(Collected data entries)
# # #
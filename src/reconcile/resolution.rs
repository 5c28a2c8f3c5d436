//! Audit lookup and per-school status resolution
//!
//! Many audits can exist for one (trainer, school, city): restarts, audits
//! from earlier visits, abandoned starts. Resolution picks the single audit
//! that decides the school's status:
//!
//! 1. Audits are visited newest first (by `created_at`, undated last).
//! 2. An in_progress audit wins and replaces any completed pick. The newest
//!    in_progress audit is kept.
//! 3. A completed audit dated on the target day replaces a completed pick
//!    from another day.
//! 4. Otherwise the newest completed audit is kept.
//!
//! Afterwards every in_progress pick without sections or responses is
//! dropped, so the school reads as pending.

use chrono::NaiveDate;
use std::collections::HashMap;
use tracing::debug;

use super::identity::{identity_key, Deduped};
use crate::db::schemas::{AuditDoc, AuditState};
use crate::store::{sort_newest_first, AuditStore};
use crate::types::Result;

/// Display format used in audit_date
pub const AUDIT_DATE_FORMAT: &str = "%d %b %Y";

/// The audit chosen for one identity key
#[derive(Debug, Clone)]
pub struct Resolution {
    pub status: AuditState,
    pub audit_id: String,
    pub start_timestamp: Option<String>,
    pub completion_timestamp: Option<String>,
    pub raw_audit_date: String,
    /// Whether raw_audit_date falls on the target date
    pub same_day: bool,
    pub audit: AuditDoc,
}

impl Resolution {
    fn from_audit(audit: AuditDoc, target: NaiveDate) -> Self {
        let start = Some(audit.start_timestamp.clone()).filter(|s| !s.is_empty());
        let completion = match audit.status {
            AuditState::Completed => audit.completion_timestamp.clone(),
            AuditState::InProgress => None,
        };

        Self {
            status: audit.status,
            audit_id: audit.id_hex(),
            start_timestamp: start,
            completion_timestamp: completion,
            raw_audit_date: audit.audit_date.clone(),
            same_day: parse_audit_date(&audit.audit_date) == Some(target),
            audit,
        }
    }
}

/// Resolved audits keyed by identity key
pub type ResolutionMap = HashMap<String, Resolution>;

/// Parse an audit date written either as "18 Oct 2026" or "2026-10-18"
pub fn parse_audit_date(raw: &str) -> Option<NaiveDate> {
    let raw = raw.trim();
    NaiveDate::parse_from_str(raw, AUDIT_DATE_FORMAT)
        .or_else(|_| NaiveDate::parse_from_str(raw, "%Y-%m-%d"))
        .ok()
}

/// Fold audits into one resolution per identity key
pub fn resolve_statuses(mut audits: Vec<AuditDoc>, target: NaiveDate) -> ResolutionMap {
    sort_newest_first(&mut audits);

    let mut resolved = ResolutionMap::new();
    for audit in audits {
        let key = identity_key(&audit.school_name, &audit.city);
        let candidate = Resolution::from_audit(audit, target);

        let replace = match (candidate.status, resolved.get(&key)) {
            (_, None) => true,
            (AuditState::InProgress, Some(current)) => current.status != AuditState::InProgress,
            (AuditState::Completed, Some(current)) => {
                current.status == AuditState::Completed && !current.same_day && candidate.same_day
            }
        };

        if replace {
            resolved.insert(key, candidate);
        }
    }

    resolved.retain(|key, r| {
        let keep = r.status != AuditState::InProgress || r.audit.has_content();
        if !keep {
            debug!(key = %key, audit_id = %r.audit_id, "Ignoring in-progress audit with no content");
        }
        keep
    });

    resolved
}

/// Fetch the trainer's audits for the given schools and resolve them
pub async fn lookup_statuses(
    audits: &dyn AuditStore,
    trainer_email: &str,
    schools: &Deduped,
    target: NaiveDate,
) -> Result<ResolutionMap> {
    let pairs = schools.pairs();
    if pairs.is_empty() {
        return Ok(ResolutionMap::new());
    }

    let found = audits.find_audits_for_schools(trainer_email, &pairs).await?;
    debug!(trainer = %trainer_email, audits = found.len(), "Fetched audits for resolution");

    Ok(resolve_statuses(found, target))
}

#[cfg(test)]
mod tests {
    use super::*;
    use bson::{oid::ObjectId, DateTime};

    fn target() -> NaiveDate {
        NaiveDate::from_ymd_opt(2026, 10, 18).unwrap()
    }

    fn audit(status: AuditState, audit_date: &str, created_ms: i64) -> AuditDoc {
        let mut a = AuditDoc {
            _id: Some(ObjectId::new()),
            user_email: "t@example.com".into(),
            school_name: "St. Mary's".into(),
            city: "Pune".into(),
            audit_date: audit_date.into(),
            status,
            start_timestamp: "18 Oct 2026, 09:00 AM IST".into(),
            created_at: Some(DateTime::from_millis(created_ms)),
            ..Default::default()
        };
        a.sections.push("session1".into());
        if status == AuditState::Completed {
            a.completion_timestamp = Some("18 Oct 2026, 11:00 AM IST".into());
        }
        a
    }

    fn key() -> String {
        identity_key("St. Mary's", "Pune")
    }

    #[test]
    fn test_parse_audit_date_formats() {
        assert_eq!(parse_audit_date("18 Oct 2026"), Some(target()));
        assert_eq!(parse_audit_date("2026-10-18"), Some(target()));
        assert_eq!(parse_audit_date("yesterday"), None);
    }

    #[test]
    fn test_in_progress_dominates_completed_in_either_order() {
        for (ip_ms, done_ms) in [(1_000, 2_000), (2_000, 1_000)] {
            let ip = audit(AuditState::InProgress, "18 Oct 2026", ip_ms);
            let done = audit(AuditState::Completed, "18 Oct 2026", done_ms);
            let ip_id = ip.id_hex();

            let resolved = resolve_statuses(vec![done, ip], target());
            let r = &resolved[&key()];
            assert_eq!(r.status, AuditState::InProgress);
            assert_eq!(r.audit_id, ip_id);
            assert!(r.completion_timestamp.is_none());
        }
    }

    #[test]
    fn test_newest_in_progress_kept() {
        let older = audit(AuditState::InProgress, "17 Oct 2026", 1_000);
        let newer = audit(AuditState::InProgress, "18 Oct 2026", 2_000);
        let newer_id = newer.id_hex();

        let resolved = resolve_statuses(vec![older, newer], target());
        assert_eq!(resolved[&key()].audit_id, newer_id);
    }

    #[test]
    fn test_same_day_completion_preferred_regardless_of_recency() {
        for (same_ms, other_ms) in [(1_000, 2_000), (2_000, 1_000)] {
            let same_day = audit(AuditState::Completed, "18 Oct 2026", same_ms);
            let other_day = audit(AuditState::Completed, "11 Oct 2026", other_ms);
            let same_id = same_day.id_hex();

            let resolved = resolve_statuses(vec![other_day, same_day], target());
            let r = &resolved[&key()];
            assert_eq!(r.audit_id, same_id);
            assert!(r.same_day);
        }
    }

    #[test]
    fn test_newest_completed_kept_when_none_same_day() {
        let older = audit(AuditState::Completed, "10 Oct 2026", 1_000);
        let newer = audit(AuditState::Completed, "11 Oct 2026", 2_000);
        let newer_id = newer.id_hex();

        let resolved = resolve_statuses(vec![older, newer], target());
        assert_eq!(resolved[&key()].audit_id, newer_id);
        assert_eq!(resolved[&key()].raw_audit_date, "11 Oct 2026");
    }

    #[test]
    fn test_phantom_start_resolves_to_nothing() {
        let mut phantom = audit(AuditState::InProgress, "18 Oct 2026", 1_000);
        phantom.sections.clear();
        phantom.responses.clear();

        let resolved = resolve_statuses(vec![phantom], target());
        assert!(resolved.is_empty());
    }

    #[test]
    fn test_in_progress_with_responses_only_is_kept() {
        let mut a = audit(AuditState::InProgress, "18 Oct 2026", 1_000);
        a.sections.clear();
        a.responses.insert("promoters_count".into(), "2".into());

        let resolved = resolve_statuses(vec![a], target());
        assert_eq!(resolved[&key()].status, AuditState::InProgress);
    }

    #[test]
    fn test_keys_are_case_insensitive() {
        let mut a = audit(AuditState::Completed, "18 Oct 2026", 1_000);
        a.school_name = "ST. MARY'S".into();
        a.city = "pune".into();

        let resolved = resolve_statuses(vec![a], target());
        assert!(resolved.contains_key(&key()));
    }

    #[test]
    fn test_separate_schools_resolve_independently() {
        let a = audit(AuditState::Completed, "18 Oct 2026", 1_000);
        let mut b = audit(AuditState::InProgress, "18 Oct 2026", 2_000);
        b.school_name = "Apex".into();

        let resolved = resolve_statuses(vec![a, b], target());
        assert_eq!(resolved.len(), 2);
        assert_eq!(resolved[&identity_key("Apex", "Pune")].status, AuditState::InProgress);
        assert_eq!(resolved[&key()].status, AuditState::Completed);
    }
}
# # #
Task to complete = When the line with "pick. The newest" is reached in the data above, start copying there, and copy each line exactly until the line with "use tracing::debug;" has been copied; copy nothing else.

Solution below =
//! 2. An in_progress audit wins and replaces any completed pick. The newest
//!    in_progress audit is kept.
//! 3. A completed audit dated on the target day replaces a completed pick
//!    from another day.
//! 4. Otherwise the newest completed audit is kept.
//!
//! Afterwards every in_progress pick without sections or responses is
//! dropped, so the school reads as pending.

use chrono::NaiveDate;
use std::collections::HashMap;
use tracing::debug;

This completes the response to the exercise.